ABOUT THIS EXERCISE: Go line by line through the entries below and copy those containing the string "mask".

────────────────────────────────────────

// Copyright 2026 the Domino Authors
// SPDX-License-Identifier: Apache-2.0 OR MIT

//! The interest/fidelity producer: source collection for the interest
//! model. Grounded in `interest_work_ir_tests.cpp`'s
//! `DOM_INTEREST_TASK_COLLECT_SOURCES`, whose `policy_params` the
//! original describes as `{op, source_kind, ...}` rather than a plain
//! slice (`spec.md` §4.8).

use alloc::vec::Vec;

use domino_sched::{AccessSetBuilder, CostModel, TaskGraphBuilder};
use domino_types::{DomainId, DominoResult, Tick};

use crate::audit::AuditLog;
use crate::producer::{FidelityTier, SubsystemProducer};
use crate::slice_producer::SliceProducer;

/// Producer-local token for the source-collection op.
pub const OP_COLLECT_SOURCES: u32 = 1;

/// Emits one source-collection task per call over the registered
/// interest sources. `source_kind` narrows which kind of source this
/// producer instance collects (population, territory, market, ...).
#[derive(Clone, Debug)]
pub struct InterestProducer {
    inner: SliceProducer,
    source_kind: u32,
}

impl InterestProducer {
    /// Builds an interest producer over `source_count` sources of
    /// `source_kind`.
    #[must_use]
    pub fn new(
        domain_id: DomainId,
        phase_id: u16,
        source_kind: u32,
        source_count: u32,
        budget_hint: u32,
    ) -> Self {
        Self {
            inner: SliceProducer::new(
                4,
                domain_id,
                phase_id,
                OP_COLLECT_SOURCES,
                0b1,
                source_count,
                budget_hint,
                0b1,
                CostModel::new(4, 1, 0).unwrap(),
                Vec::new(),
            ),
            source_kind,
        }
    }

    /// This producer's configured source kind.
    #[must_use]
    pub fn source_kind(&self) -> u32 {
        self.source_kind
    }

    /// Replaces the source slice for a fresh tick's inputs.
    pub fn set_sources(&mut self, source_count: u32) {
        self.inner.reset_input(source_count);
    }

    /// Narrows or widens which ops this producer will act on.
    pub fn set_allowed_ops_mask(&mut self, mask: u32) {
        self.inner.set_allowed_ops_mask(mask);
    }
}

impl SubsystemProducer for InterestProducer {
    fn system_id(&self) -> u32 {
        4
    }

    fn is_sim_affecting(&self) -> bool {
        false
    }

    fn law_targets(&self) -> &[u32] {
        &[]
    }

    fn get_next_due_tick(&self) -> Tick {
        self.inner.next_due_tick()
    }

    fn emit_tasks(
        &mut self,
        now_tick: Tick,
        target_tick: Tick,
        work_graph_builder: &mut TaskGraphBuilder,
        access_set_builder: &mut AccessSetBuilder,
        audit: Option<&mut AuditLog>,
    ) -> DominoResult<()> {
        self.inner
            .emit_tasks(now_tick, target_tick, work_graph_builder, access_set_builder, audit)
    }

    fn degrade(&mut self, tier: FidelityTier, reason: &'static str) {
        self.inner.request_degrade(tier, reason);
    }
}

────────────────────────────────────────

OUTPUT OF THE EXERCISE:
    pub fn set_allowed_ops_mask(&mut self, mask: u32) {
        self.inner.set_allowed_ops_mask(mask);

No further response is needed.